Can leader of opposition status be withdrawn? Supreme Court to decide

NEW DELHI: The Supreme Court on Friday agreed to examine an important constitutional question — Can a Speaker or chairman withdraw the ‘leader of opposition’ recognition from the leader of a party which has the highest numerical strength among opposition groups, but its number is below 10% of House strength. The decision could have a bearing on the functioning of vital democratic institutions like Lok Sabha, Rajya Sabha, assemblies and legislative councils.

“Once there is a house for representatives elected by the people, there is a party with majority which holds reins of governance and there are opposition parties. Once there are opposition parties, the leader of the one with highest numerical strength should ideally be declared the leader of the opposition. That is the ethos of democracy,” said a bench of Chief Justice DY Chandrachud and Justices PS Narasimha and JB Pardiwala.
The bench made this observation while entertaining a petition filed by Samajwadi Party member Lal Bihari Yadav, challenging an Allahabad high court judgment upholding a notification issued by UP Vidhan Parishad (Legislative Council) on July 7 last year withdrawing the LoP status conferred on him two days before ( July 5). The 100-member Parishad had withdrawn the LoP recognition from Yadav as the strength of SP in the Council reduced from 12 on July 5 to 9 on July 7, which was less than 10% of the strength of the Parishad.

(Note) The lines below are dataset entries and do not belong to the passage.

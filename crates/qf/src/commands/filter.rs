//! Filter command implementation.
//!
//! Reads JSON records from a file or stdin and prints the ones matching a query.

use std::collections::BTreeSet;
use std::fs;
use std::io::{self, Read};
use std::path::PathBuf;

use owo_colors::OwoColorize;
use qfilter::json::JsonTester;
use qfilter::Filter;
use serde_json::Value as Json;
use strsim::levenshtein;

use super::config::Config;
use super::{CommandContext, CommandError, Result};

/// Maximum Levenshtein distance for a property to be suggested.
const MAX_SUGGESTION_DISTANCE: usize = 3;

/// Options for the filter command.
#[derive(Debug, Default)]
pub struct FilterOptions {
    /// Filter expression.
    pub query: String,
    /// Input file; stdin when absent.
    pub file: Option<PathBuf>,
    /// Print only the number of matches.
    pub count: bool,
    /// Stop after this many matches.
    pub limit: Option<usize>,
    /// Fields tested by keyless values.
    pub fields: Vec<String>,
}

/// Executes the filter command.
pub fn execute(ctx: &CommandContext, opts: &FilterOptions, config: &Config) -> Result<()> {
    let content = match &opts.file {
        Some(path) => fs::read_to_string(path)?,
        None => {
            let mut buffer = String::new();
            io::stdin().read_to_string(&mut buffer)?;
            buffer
        }
    };
    let records = read_records(&content)?;

    let filter = config.parser().parse(&opts.query);
    tracing::debug!(query = %opts.query, filter = %filter, records = records.len(), "filtering");

    if !ctx.quiet {
        for warning in unknown_property_warnings(&filter, &records) {
            if ctx.use_colors {
                eprintln!("{}", warning.yellow());
            } else {
                eprintln!("{warning}");
            }
        }
    }

    let tester = config.tester(&opts.fields);
    let matches = select(&filter, &tester, &records, opts.limit);

    if opts.count {
        if ctx.json_output {
            let output = serde_json::json!({ "count": matches.len() });
            println!("{}", serde_json::to_string_pretty(&output)?);
        } else {
            println!("{}", matches.len());
        }
    } else if ctx.json_output {
        println!("{}", serde_json::to_string_pretty(&matches)?);
    } else {
        for record in &matches {
            println!("{}", serde_json::to_string(record)?);
        }
    }

    Ok(())
}

/// Parses records from a JSON array, a single JSON value, or JSON lines.
pub fn read_records(content: &str) -> Result<Vec<Json>> {
    let trimmed = content.trim_start();
    if trimmed.is_empty() {
        return Ok(Vec::new());
    }

    if trimmed.starts_with('[') {
        return match serde_json::from_str(trimmed)? {
            Json::Array(items) => Ok(items),
            other => Ok(vec![other]),
        };
    }

    if let Ok(single) = serde_json::from_str::<Json>(trimmed) {
        return Ok(vec![single]);
    }

    content
        .lines()
        .enumerate()
        .filter(|(_, line)| !line.trim().is_empty())
        .map(|(index, line)| {
            serde_json::from_str(line)
                .map_err(|e| CommandError::Input(format!("line {}: {}", index + 1, e)))
        })
        .collect()
}

/// Returns the records passing `filter`, at most `limit` of them.
fn select<'a>(
    filter: &Filter,
    tester: &JsonTester,
    records: &'a [Json],
    limit: Option<usize>,
) -> Vec<&'a Json> {
    let matching = records.iter().filter(|record| filter.test(tester, *record));
    match limit {
        Some(limit) => matching.take(limit).collect(),
        None => matching.collect(),
    }
}

/// Warns about query properties that no record carries.
fn unknown_property_warnings(filter: &Filter, records: &[Json]) -> Vec<String> {
    let known: BTreeSet<String> = records
        .iter()
        .filter_map(Json::as_object)
        .flat_map(|object| object.keys().map(|key| key.to_lowercase()))
        .collect();
    if known.is_empty() {
        return Vec::new();
    }

    filter
        .properties()
        .iter()
        .filter(|property| !known.contains(property.as_str()))
        .map(|property| match find_similar(property, &known) {
            Some(suggestion) => format!(
                "Warning: no record has property '{}'. Did you mean '{}'?",
                property, suggestion
            ),
            None => format!("Warning: no record has property '{}'", property),
        })
        .collect()
}

/// Finds the closest known property within the suggestion distance.
fn find_similar<'a>(property: &str, known: &'a BTreeSet<String>) -> Option<&'a str> {
    known
        .iter()
        .map(|candidate| (candidate, levenshtein(property, candidate)))
        .filter(|(_, distance)| *distance <= MAX_SUGGESTION_DISTANCE)
        .min_by_key(|(_, distance)| *distance)
        .map(|(candidate, _)| candidate.as_str())
}
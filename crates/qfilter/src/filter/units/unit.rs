//! Generic `<number><postfix>` recognizer.
//!
//! The postfix is the run of letters (and `/`) directly after the number, cut to
//! at most `max_postfix` characters, lower-cased and stripped of `/`. The cut
//! decides which table entry a long unit word lands on: with the default four
//! letters `inches` is read as `inch` and `kilometers` as `kilo`.

use std::fmt;

use super::{CommonKeys, Recognizer};
use crate::filter::entry::{number_prefix_len, TestEntry};
use crate::filter::splitter::Operator;

/// Maps a normalized postfix to the multiplier into the base unit.
pub type Convert = fn(&str) -> Option<f64>;

/// Default keys claimed by the distance recognizer.
pub const DISTANCE_KEYS: &[&str] = &["length", "len", "distance"];
/// Default keys claimed by the speed recognizer.
pub const SPEED_KEYS: &[&str] = &["speed", "topspeed", "maxspeed"];
/// Default keys claimed by the power recognizer.
pub const POWER_KEYS: &[&str] = &["power", "bhp"];
/// Default keys claimed by the torque recognizer.
pub const TORQUE_KEYS: &[&str] = &["torque"];
/// Default keys claimed by the weight recognizer.
pub const WEIGHT_KEYS: &[&str] = &["weight", "mass"];

/// Recognizer converting unit-suffixed numbers into a base unit.
#[derive(Clone)]
pub struct UnitRecognizer {
    name: &'static str,
    keys: CommonKeys,
    convert: Convert,
    max_postfix: usize,
}

impl fmt::Debug for UnitRecognizer {
    fn fmt(&self, f: &mut fmt::Formatter<'_>) -> fmt::Result {
        f.debug_struct("UnitRecognizer")
            .field("name", &self.name)
            .field("keys", &self.keys)
            .field("max_postfix", &self.max_postfix)
            .finish()
    }
}

impl UnitRecognizer {
    /// Default number of postfix characters scanned.
    pub const DEFAULT_MAX_POSTFIX: usize = 4;

    /// Creates a recognizer from a postfix table.
    pub fn new<I, S>(name: &'static str, keys: I, convert: Convert) -> Self
    where
        I: IntoIterator<Item = S>,
        S: AsRef<str>,
    {
        Self {
            name,
            keys: CommonKeys::new(keys),
            convert,
            max_postfix: Self::DEFAULT_MAX_POSTFIX,
        }
    }

    /// Overrides how many postfix characters are scanned.
    pub fn with_max_postfix(mut self, max_postfix: usize) -> Self {
        self.max_postfix = max_postfix;
        self
    }

    /// Distance in meters.
    pub fn distance<I, S>(keys: I) -> Self
    where
        I: IntoIterator<Item = S>,
        S: AsRef<str>,
    {
        Self::new("distance", keys, distance_multiplier)
    }

    /// Speed in km/h.
    pub fn speed<I, S>(keys: I) -> Self
    where
        I: IntoIterator<Item = S>,
        S: AsRef<str>,
    {
        Self::new("speed", keys, speed_multiplier)
    }

    /// Power in bhp.
    pub fn power<I, S>(keys: I) -> Self
    where
        I: IntoIterator<Item = S>,
        S: AsRef<str>,
    {
        Self::new("power", keys, power_multiplier)
    }

    /// Torque in Nm.
    pub fn torque<I, S>(keys: I) -> Self
    where
        I: IntoIterator<Item = S>,
        S: AsRef<str>,
    {
        Self::new("torque", keys, torque_multiplier)
    }

    /// Weight in kg.
    pub fn weight<I, S>(keys: I) -> Self
    where
        I: IntoIterator<Item = S>,
        S: AsRef<str>,
    {
        Self::new("weight", keys, weight_multiplier)
    }

    /// Name given at construction.
    pub fn name(&self) -> &'static str {
        self.name
    }

    /// Parses `value` into the base unit.
    ///
    /// A missing postfix means the base unit; an unknown one is a refusal.
    pub fn parse(&self, value: &str) -> Option<f64> {
        self.parse_parts(value).map(|(number, multiplier, _)| number * multiplier)
    }

    /// Returns `(number, multiplier, had_postfix)`.
    fn parse_parts(&self, value: &str) -> Option<(f64, f64, bool)> {
        let value = value.trim();
        let len = number_prefix_len(value);
        if len == 0 {
            return None;
        }
        let number: f64 = value[..len].parse().ok()?;
        let rest = &value[len..];

        let postfix: String = rest
            .chars()
            .take_while(|c| c.is_ascii_alphabetic() || *c == '/')
            .take(self.max_postfix)
            .filter(|c| *c != '/')
            .map(|c| c.to_ascii_lowercase())
            .collect();

        if postfix.is_empty() {
            if rest.is_empty() {
                return Some((number, 1.0, false));
            }
            return None;
        }

        let multiplier = (self.convert)(&postfix)?;
        Some((number, multiplier, true))
    }
}

impl Recognizer for UnitRecognizer {
    fn test_value(&self, raw: &str) -> bool {
        matches!(self.parse_parts(raw), Some((_, _, true)))
    }

    fn test_common_key(&self, key: &str) -> bool {
        self.keys.contains(key)
    }

    fn create(&self, operator: Operator, value: &str) -> Option<TestEntry> {
        let comparison = operator.comparison()?;
        let value = self.parse(value)?;
        Some(TestEntry::number(comparison, value))
    }
}

fn distance_multiplier(postfix: &str) -> Option<f64> {
    match postfix {
        "mi" | "mile" => Some(1609.34),
        "km" | "kilo" => Some(1000.0),
        "m" => Some(1.0),
        "yd" | "yard" => Some(0.9144),
        "ft" | "foot" | "feet" => Some(0.3048),
        "in" | "inch" => Some(0.0254),
        "cm" | "cent" => Some(0.01),
        "mm" | "mill" => Some(0.001),
        _ => None,
    }
}

fn speed_multiplier(postfix: &str) -> Option<f64> {
    match postfix {
        "kph" | "kmh" => Some(1.0),
        "ms" | "mps" => Some(3.6),
        "knot" => Some(1.852),
        "mph" | "mh" => Some(1.60934),
        "fps" | "fs" => Some(1.09728),
        _ => None,
    }
}

fn power_multiplier(postfix: &str) -> Option<f64> {
    match postfix {
        "hp" | "bhp" => Some(1.0),
        "gw" => Some(1_341_020.0),
        "mw" => Some(1341.02),
        "kw" => Some(1.34102),
        "w" => Some(0.00134102),
        _ => None,
    }
}

fn torque_multiplier(postfix: &str) -> Option<f64> {
    match postfix {
        "nm" => Some(1.0),
        "knm" => Some(1000.0),
        "lbft" | "ftlb" => Some(1.35582),
        "kgm" => Some(9.80665),
        _ => None,
    }
}

fn weight_multiplier(postfix: &str) -> Option<f64> {
    match postfix {
        "kg" | "kilo" => Some(1.0),
        "t" | "tonn" => Some(1000.0),
        "st" | "ston" => Some(6.35029),
        "lb" | "lbs" => Some(0.453592),
        "oz" | "ounc" => Some(0.0283495),
        "g" | "gram" => Some(0.001),
        _ => None,
    }
}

Appearing for Yadav, senior advocate Shyam Divan said that in the House, 90 members are elected while 10 are nominated. If the strength of elected members is taken into account, then SP had 10% strength, he said. Divan also said that in the Delhi assembly, when BJP strength was just three in the 70-member House, the leader of opposition status was given to one of the BJP MLAs.

He also questioned whether the 10% of the total strength of the House, as applied in Lok Sabha and assemblies, could be applied to legislative councils in the absence of specific rules in this regard. The bench observed that some value should be ascribed to LoP position in a democracy and sought response of the principal secretary of the UP legislative council to Yadav’s special leave petition challenging the HC decision.

It would be noteworthy that the first, second, third, fifth, seventh, eighth and 16th Lok Sabha as well as first, second, third, fifth, seventh and eighth Rajya Sabha had no leader of opposition recognised by the Speaker or chairman, respectively, due to the application of 10% rule in these years, since no single opposition party had strength more than 10% of the total membership of the House concerned.